From The Economist, April 10, 1997: Abandon spaceship
T HAS not been a good week for space flight. On April 8th the space shuttle Co lumbia returned to earth with a faulty fuel cell, having spent only four of its planned 16 days in orbit. As it was making its final approach, an unmanned launch was docking with Russia’s Mir space station. This was bearing the chemicals and equipment needed to keep Mir’s oxygen supply intact after the latest in a series of mishaps that would provide enough material for a full-length disaster movie. And, a day later, NASA, America’s space agency, announced that the first part of the International Space Station (ISS) will be launched in October 1998 instead of this November, because of Russia’s inability to keep to its part of the schedule.

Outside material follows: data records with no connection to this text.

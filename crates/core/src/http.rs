//! Request and response model shared by the engine, the store and the fetcher.
//!
//! These are deliberately small: the engine only needs the method, the URL
//! and enough of a response to replay it from the store.

use std::fmt;
use std::str::FromStr;

use bytes::Bytes;
use serde::{Deserialize, Serialize};

/// HTTP request method.
#[derive(Debug, Clone, PartialEq, Eq, Hash)]
pub enum Method {
    Get,
    Head,
    Options,
    Post,
    Put,
    Patch,
    Delete,
    Other(String),
}

impl Method {
    pub fn as_str(&self) -> &str {
        match self {
            Method::Get => "GET",
            Method::Head => "HEAD",
            Method::Options => "OPTIONS",
            Method::Post => "POST",
            Method::Put => "PUT",
            Method::Patch => "PATCH",
            Method::Delete => "DELETE",
            Method::Other(m) => m,
        }
    }
}

impl FromStr for Method {
    type Err = std::convert::Infallible;

    fn from_str(s: &str) -> Result<Self, Self::Err> {
        let upper = s.trim().to_ascii_uppercase();
        Ok(match upper.as_str() {
            "GET" => Method::Get,
            "HEAD" => Method::Head,
            "OPTIONS" => Method::Options,
            "POST" => Method::Post,
            "PUT" => Method::Put,
            "PATCH" => Method::Patch,
            "DELETE" => Method::Delete,
            _ => Method::Other(upper),
        })
    }
}

impl fmt::Display for Method {
    fn fmt(&self, f: &mut fmt::Formatter<'_>) -> fmt::Result {
        f.write_str(self.as_str())
    }
}

/// An outgoing request as seen by the cache engine.
#[derive(Debug, Clone, PartialEq, Eq)]
pub struct Request {
    pub method: Method,
    pub url: String,
    pub headers: Vec<(String, String)>,
    pub body: Option<Bytes>,
}

impl Request {
    pub fn new(method: Method, url: impl Into<String>) -> Self {
        Self { method, url: url.into(), headers: Vec::new(), body: None }
    }

    pub fn get(url: impl Into<String>) -> Self {
        Self::new(Method::Get, url)
    }

    pub fn with_body(mut self, body: impl Into<Bytes>) -> Self {
        self.body = Some(body.into());
        self
    }

    /// Same URL, different method. Used to address the GET and HEAD variants of a cached URL.
    pub fn with_method(&self, method: Method) -> Self {
        Self { method, url: self.url.clone(), headers: Vec::new(), body: None }
    }
}

/// How a response was obtained, mirroring the fetch response types.
///
/// `Opaque` responses come from cross-origin requests whose status and body
/// cannot be inspected; they report status 0.
#[derive(Debug, Clone, Copy, PartialEq, Eq, Default, Serialize, Deserialize)]
#[serde(rename_all = "lowercase")]
pub enum ResponseKind {
    #[default]
    Basic,
    Cors,
    Opaque,
}

impl ResponseKind {
    pub fn as_str(&self) -> &'static str {
        match self {
            ResponseKind::Basic => "basic",
            ResponseKind::Cors => "cors",
            ResponseKind::Opaque => "opaque",
        }
    }

    pub fn parse(s: &str) -> Self {
        match s {
            "cors" => ResponseKind::Cors,
            "opaque" => ResponseKind::Opaque,
            _ => ResponseKind::Basic,
        }
    }
}

/// A response that can be replayed from the store.
///
/// The body is reference-counted, so `clone()` is cheap and yields an
/// independent handle that can be cached while the original is returned.
#[derive(Debug, Clone, PartialEq, Eq)]
pub struct Response {
    pub status: u16,
    pub status_text: String,
    pub headers: Vec<(String, String)>,
    pub body: Bytes,
    pub kind: ResponseKind,
}

impl Response {
    pub fn new(status: u16, status_text: impl Into<String>, body: impl Into<Bytes>) -> Self {
        Self {
            status,
            status_text: status_text.into(),
            headers: Vec::new(),
            body: body.into(),
            kind: ResponseKind::Basic,
        }
    }

    /// The synthesized response used whenever the network cannot answer in time.
    pub fn gateway_timeout() -> Self {
        Self::new(504, "Gateway Timeout", Bytes::new())
    }

    pub fn opaque() -> Self {
        Self { kind: ResponseKind::Opaque, ..Self::new(0, "", Bytes::new()) }
    }

    /// Status in the 200-299 range.
    pub fn ok(&self) -> bool {
        (200..300).contains(&self.status)
    }

    pub fn header(&self, name: &str) -> Option<&str> {
        self.headers
            .iter()
            .find(|(k, _)| k.eq_ignore_ascii_case(name))
            .map(|(_, v)| v.as_str())
    }
}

When things go wrong, it is science—the alleged main purpose of manned space flight—that suffers first. Columbia was carrying more than 30 experiments; these will now have to compete with other strident claims on future shuttle time. On Mir, time for any science at all has to be snatched between attempts to keep the 11-year-old rust bucket going. And each time there are delays and cost overruns on the ISS, NASA, under its tight budgetary constraints, takes money out of the pot marked “on-board experiments”.
America invited Russia to join in building the ISS in 1993 (which was when it was redubbed “international”). It did so in the name of world peace, mutual friendship and a substantial cash discount for the American taxpayer. Russia was to undertake several of the 75 launches needed to put the bits of the station into orbit, and would build some of those bits, among them the service module, one of the habitable spaces at the station’s core.

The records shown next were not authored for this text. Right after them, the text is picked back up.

//! Ordered set of cache groups built from configuration.

use std::sync::Arc;

use futures_util::future::try_join_all;

use super::adapter::{Clock, Fetch};
use super::context::LifecycleContext;
use super::group::CacheGroup;
use crate::Error;
use crate::config::AppConfig;
use crate::http::{Request, Response};
use crate::store::StoreDb;

/// Routes requests to the first group that handles them.
pub struct DynamicCache {
    groups: Vec<Arc<CacheGroup>>,
}

impl DynamicCache {
    pub fn new(groups: Vec<Arc<CacheGroup>>) -> Self {
        Self { groups }
    }

    /// Build every configured group, in configuration order.
    pub fn from_config(
        config: &AppConfig, db: &StoreDb, fetcher: Arc<dyn Fetch>, clock: Arc<dyn Clock>,
    ) -> Result<Self, Error> {
        let groups = config
            .groups
            .iter()
            .map(|group| {
                CacheGroup::new(group.clone(), &config.prefix, db.clone(), fetcher.clone(), clock.clone()).map(Arc::new)
            })
            .collect::<Result<Vec<_>, _>>()?;

        tracing::info!(groups = groups.len(), prefix = %config.prefix, "dynamic cache ready");
        Ok(Self::new(groups))
    }

    pub fn groups(&self) -> &[Arc<CacheGroup>] {
        &self.groups
    }

    pub fn group(&self, name: &str) -> Option<&Arc<CacheGroup>> {
        self.groups.iter().find(|g| g.name() == name)
    }

    /// Ask each group in order; the first response wins.
    ///
    /// `Ok(None)` means no group took the request and the caller should go
    /// to the network itself.
    pub async fn handle_fetch(&self, req: &Request, ctx: &LifecycleContext) -> Result<Option<Response>, Error> {
        for group in &self.groups {
            if let Some(res) = group.handle_fetch(req, ctx).await? {
                return Ok(Some(res));
            }
        }
        Ok(None)
    }

    /// Delete the persisted stores of every group.
    pub async fn cleanup(&self) -> Result<(), Error> {
        try_join_all(self.groups.iter().map(|g| g.cleanup())).await?;
        Ok(())
    }
}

Since then peace and friendship have abounded—between astronauts anyway—but savings have not. Even though the deal included $400m of American support for Mir, in return for letting the shuttle dock with it and American astronauts live in it, a question mark has hung over Russia’s ability to pay for its share of the ISS. Early last year the two countries tried to shore up their deal by signing another one: Russia promised to deliver on time, and America promised to bolster the Russian space programme still further with, among other things, extra flights to Mir.
But it all unravelled. Early in February, Russia’s space agency, RKA, having still had no money from the government, quietly allowed the launch date of the service module to slip from April to December of 1998. NASA advanced RKA $20m to keep work ticking over, aiming to deduct the money from its contributions to Mir next year. The Russian prime minister, Viktor Cherno myrdin, then promised that the first $100m of $450m earmarked for this year’s work would be released by February 28th. The deadline passed like a spaceship in the night.
A delay to the whole project was by now inevitable. The service module is third in the assembly sequence. Besides containing living quarters, it will carry the booster rocket needed to push the station back into place if it starts to fall out of orbit. If NASA had tried to stick to the old schedule, the first two parts of the station would have been floating in space, useless and at risk, for a year before this module joined them.
Not only is the delay a pity, it will also mean more budgetary squeezes and a longer wait before on-board science can begin—and hence more pressure to do some of it on Mir instead. And Mir, even with copious infusions of NASA cash, is not in the prime of health.
American spacefarers, accustomed to exacting safety standards (Columbia returned despite the fact that it could have functioned safely on its two remaining fuel cells), must find Mir a scary place. Its most recent glitch was a leak that disabled the apparatus for removing carbon dioxide from the air. This followed a leak in a cooling system that made the astronauts swelter, a fire that nearly forced an evacuation, and the failures of both the main and the back-up “Elektron” units, which produce the station’s life-giving oxygen from waste water. Currently its oxygen comes from “candles” of lithium perchlorate, a chemical that releases the gas when burned. This cannot be reassuring to NASA con trollers, still mindful of the fire, who will have to decide whether or not another American astronaut should board Mir when the present incumbent leaves in May.
For now, NASA is expressing confidence in Mir. But another emergency could cause its premature demise. Meanwhile, an American delegation that went to Russia at the end of March to discuss the ISS reported that the Russians are once again promising to pay up. But if they do not, America has little with which to put pressure on them. In the worst case, the station will have to be redesigned. NASA is already working on ways to modify its components so that they can be used as substitutes for the Russian ones. Either way, it looks increasingly possible that there will be a hiatus between the end of Mir and the beginning of the ISS. If, indeed, it begins at all.